In less than two years 16.5K followers follow his real-life antics on Instagram @Snach-Ka, Snach-Ka produces and exposes himself in a hurry like a witness of his time.
It has to be loud but without any aesthetic research. The colours are strong, vivid, primary, taken at random. The paint is spit on the canvas and the brushes are often thrown in action painting mode. The strokes are strong, creating striking contrasts of impulsiveness and immediacy. In this, he readily recognises himself in American abstract expressionism but also in the CoBrA artistic movement born in reaction to the quarrels between abstraction and figuration. He reconnects with an essential primitive material, immersing himself in it totally ignoring any aesthetic codification determining the notions of beauty and ugliness. Snach-Ka does not paint to decorate the walls, he paints to confront himself and to be seen.
He releases his frustrations so that we can question our own.
The battle is not always won in advance, he destroys a lot of canvases, mainly large ones.
With him it is all or nothing.
Only the act of painting seems to count.
His inspirations? Tons. But a lot, the primitive arts, Duchamps and his Ready Made which stick to reality, Cy Twombly, for the energy which emanates from his painting and which does not make it accessible to just anyone. Willem De Kooning, Antoni Tàpies or Asger Jones in the essential place he gives to the act of painting as well as for his suggestions of human figures or imaginary bestiaries. Pop culture, street art and Basquiat as well as Keith Haring.
The chaos is ambient. And I start to breathe underwater.
I am unsettled but not ko. I want more.
Snach-Ka is a bit like an energy drink. Without the sugar.

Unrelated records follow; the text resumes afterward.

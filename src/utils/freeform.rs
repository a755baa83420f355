//! Lenient, free-form date parsing
//!
//! This is the general-purpose parser the RFC 2822 and ISO 8601 parsers try
//! first. It never reports *why* a string was rejected; callers only learn
//! whether an instant came out, and fall back to their own tokenizers when
//! it did not.

use crate::constants::{ISO8601_OFFSET_FORMAT, NAIVE_DATETIME_LAYOUTS, NAIVE_DATE_LAYOUTS};
use chrono::{DateTime, FixedOffset, NaiveDate, NaiveDateTime, Offset, TimeZone, Utc};

/// Parse `text` with every strategy the crate knows about.
///
/// Strategies, in order:
/// 1. RFC 2822 (`Tue, 26 Jan 2016 13:48:02 GMT`)
/// 2. RFC 3339 (`2016-01-19T16:07:37+00:00`)
/// 3. A naive layout followed by an optional zone token (`GMT+1`, `EST`, `+0100`)
/// 4. ISO 8601 with an offset glued to the time (`2016-01-19T16:07:37+0100`)
///
/// Text carrying no zone at all is read as UTC.
pub fn parse(text: &str) -> Option<DateTime<FixedOffset>> {
    let text = text.trim();
    if text.is_empty() {
        return None;
    }

    if let Ok(dt) = DateTime::parse_from_rfc2822(text) {
        log::trace!("'{}' parsed as RFC 2822", text);
        Some(dt)
    } else if let Ok(dt) = DateTime::parse_from_rfc3339(text) {
        log::trace!("'{}' parsed as RFC 3339", text);
        Some(dt)
    } else if let Some(dt) = parse_with_zone_token(text) {
        log::trace!("'{}' parsed with a trailing zone token", text);
        Some(dt)
    } else if let Ok(dt) = DateTime::parse_from_str(text, ISO8601_OFFSET_FORMAT) {
        log::trace!("'{}' parsed as ISO 8601 with a glued offset", text);
        Some(dt)
    } else {
        None
    }
}

/// Split off a trailing zone token, if there is one, and parse the rest as a
/// naive date-time in that zone.
fn parse_with_zone_token(text: &str) -> Option<DateTime<FixedOffset>> {
    let (body, offset) = match text.rsplit_once(char::is_whitespace) {
        Some((body, token)) => match parse_zone(token) {
            Some(offset) => (body.trim_end(), offset),
            None => (text, Utc.fix()),
        },
        None => (text, Utc.fix()),
    };

    let naive = parse_naive(body)?;
    offset.from_local_datetime(&naive).single()
}

fn parse_naive(body: &str) -> Option<NaiveDateTime> {
    NAIVE_DATETIME_LAYOUTS
        .iter()
        .find_map(|layout| NaiveDateTime::parse_from_str(body, layout).ok())
        .or_else(|| {
            NAIVE_DATE_LAYOUTS
                .iter()
                .find_map(|layout| NaiveDate::parse_from_str(body, layout).ok())
                .and_then(|date| date.and_hms_opt(0, 0, 0))
        })
}

/// Interpret a zone designator such as `GMT`, `EST`, `GMT+01`, `UTC-05:30`
/// or `+0100`.
pub(crate) fn parse_zone(token: &str) -> Option<FixedOffset> {
    let upper = token.to_ascii_uppercase();
    let named_hours = match upper.as_str() {
        "Z" | "UT" | "UTC" | "GMT" => Some(0),
        "EDT" => Some(-4),
        "EST" | "CDT" => Some(-5),
        "CST" | "MDT" => Some(-6),
        "MST" | "PDT" => Some(-7),
        "PST" => Some(-8),
        _ => None,
    };
    if let Some(hours) = named_hours {
        return FixedOffset::east_opt(hours * 3600);
    }

    let numeric = upper
        .strip_prefix("GMT")
        .or_else(|| upper.strip_prefix("UTC"))
        .unwrap_or(&upper);
    parse_numeric_offset(numeric)
}

/// `±h`, `±hh`, `±hhmm`, `±h:mm` or `±hh:mm`.
fn parse_numeric_offset(text: &str) -> Option<FixedOffset> {
    let (sign, rest) = if let Some(rest) = text.strip_prefix('+') {
        (1, rest)
    } else if let Some(rest) = text.strip_prefix('-') {
        (-1, rest)
    } else {
        return None;
    };

    if !rest.bytes().all(|b| b.is_ascii_digit() || b == b':') {
        return None;
    }

    let (hours, minutes) = match rest.split_once(':') {
        Some((hours, minutes)) if (1..=2).contains(&hours.len()) && minutes.len() == 2 => (hours, minutes),
        None if (1..=2).contains(&rest.len()) => (rest, "00"),
        None if rest.len() == 4 => rest.split_at(2),
        _ => return None,
    };

    let hours: i32 = hours.parse().ok()?;
    let minutes: i32 = minutes.parse().ok()?;
    if hours > 23 || minutes > 59 {
        return None;
    }
    FixedOffset::east_opt(sign * (hours * 3600 + minutes * 60))
}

As I couldn’t fit any paintings into my driver’s car on the way back, I was lucky enough, not to say intensely happy, to leave with some acrylics on paper. A first series is available on the website. SHOP It is exceptional. The artist is only available in galleries.
I would like to thank Snach-Ka for his welcome, the Chips, his availability, his generosity in exchanging and sharing his exceptional work.